Glycoslyated Angiotensin 1-7 as novel treatment for cognitive impairment
Meredith Hay
Founder and CSO, ProNeurogen
Hundreds of peptide transmitters are produced in the central nervous system (CNS) and wide range of brain functions, including analgesia, reward, food intake, metabolism, reproduction, social behaviours, learning and memory. These peptides influence cell behaviour and brain function in a variety of contexts, but their short serum half-lives have prevented the use of peptides neurotransmitters as CNS drugs. Peptide-based drugs offer significant advantages in that they bind with exquisite specificity to in vivo targets, resulting in exceptionally high potencies and relatively few off-target side effects as they mimic the endogenous ligand. However, they often possess poor metabolic stability, membrane permeability, pharmacokinetics and pharmacodynamics (PK/PD). One peptide of particular interest is Angiotensin 1-7 (Ang 1-7).
A growing body of evidence indicates that decreased brain blood flow, increased ROS and pro-inflammatory mechanisms accelerate the progression of neurodegenerative diseases such as vascular dementia and Alzheimer’s disease (AD). Our comprehensive ProNeurogen and University of Arizona team has developed a novel approach to take advantage of the antinflammatory and neuroprotective nature of the G-protein linked Mas receptor and its agonist Ang-(1-7). Within the brain, the Mas receptor is expressed on neurons, microglia and vascular endothelial cells and activation of Mas decreases ROS and brain inflammation, increases cerebral circulation via increases in endothelial NO release and inhibits hypoxia-inducing factor. Because the Mas receptor is found in high quantities within the hippocampus and perirhinal cortex as well as in vascular endothelial cells, Ang-(1-7) will be particularly effective in targeting memory impairments associated with hypoxia and inflammation-related neurodegenerative disease and patients at risk for AD.

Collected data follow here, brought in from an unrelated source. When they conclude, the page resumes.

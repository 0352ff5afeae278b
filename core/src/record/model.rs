use serde::{Deserialize, Serialize};

pub const GELF_VERSION: &str = "1.1";

/// Syslog severity carried in the GELF `level` field.
#[derive(Debug, Clone, Copy, PartialEq, Eq)]
pub enum Severity {
    Warning,
    Informational,
}

impl Severity {
    pub fn level(self) -> u8 {
        match self {
            Severity::Warning => 4,
            Severity::Informational => 6,
        }
    }

    /// Label used as `short_message` for a batched stream record.
    pub fn batch_label(self) -> &'static str {
        match self {
            Severity::Warning => "Standard Error Output",
            Severity::Informational => "Standard Output",
        }
    }
}

/// One GELF message as it goes on the wire.
#[derive(Debug, Clone, PartialEq, Serialize, Deserialize)]
pub struct LogRecord {
    pub version: String,
    pub host: String,
    pub short_message: String,
    #[serde(default, skip_serializing_if = "Option::is_none")]
    pub full_message: Option<String>,
    #[serde(default, skip_serializing_if = "Option::is_none")]
    pub timestamp: Option<f64>,
    pub level: u8,
    #[serde(rename = "_pid", default, skip_serializing_if = "Option::is_none")]
    pub pid: Option<u32>,
    #[serde(rename = "_command")]
    pub command: String,
    /// Only lifecycle records (start/finish) carry this flag.
    #[serde(rename = "_failed", default, skip_serializing_if = "Option::is_none")]
    pub failed: Option<u8>,
}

We have synthesized a series of glycosylated Ang 1-7 derivatives which have improved serum stability and improved brain penetration. We have identified 2 lead compounds that selectively activate the MasR, inhibit reactive oxygen species production and increase endothelial nitric oxide release. To assess the ability of our glycosylated Ang 1-7 to affect brain function, we employed our novel mouse model of systemic inflammation induced cognitive impairment in mice with heart failure (HF). Mice with 12 weeks of HF were given 28-day subcutaneous daily injections of Ang 1-6-Ser-OGlc-NH2. We then measured spatial memory performance and object recognition as determined by the Morris Water Maze test (MWM) and novel object recognition test (NOR), respectively. The NOR test was conducted 3 days after the last injection and the MWM memory task was conducted 5 days after the last injection. Treatment with Ang 1-6-Ser-OGlc-NH2 reversed HF induced memory impairment. Treated animals (n=11) showed significantly (p= 3.6x10-5 , ANOVA, Bonferroni post hoc test ) improved corrected integrated path length (CIPL) score between day 1 and day 4 of the task as compared to HF-saline (n=11) treated animals (HF-saline Day 1 M = 36.0, SD 16.6, Day 4 M = 27.8, SD 19.8; HF- Ang 1-6-Ser-OGlc-NH2 Day 1 M = 37.1, SD 16.5, Day 4 M = 21.6, SD 15.5; Control-saline Day 1 M = 29.2, SD 18.8, Day 4 M = 13.9, SD 15.0). These results demonstrate that systemic treatment with Ang 1-6-Ser-OGlc-NH2 Ang-(1-7) rescues cognitive function in models of inflammation induced cognitive impairment such as heart failure and may be a novel therapeutic strategy to treat vascular dementia.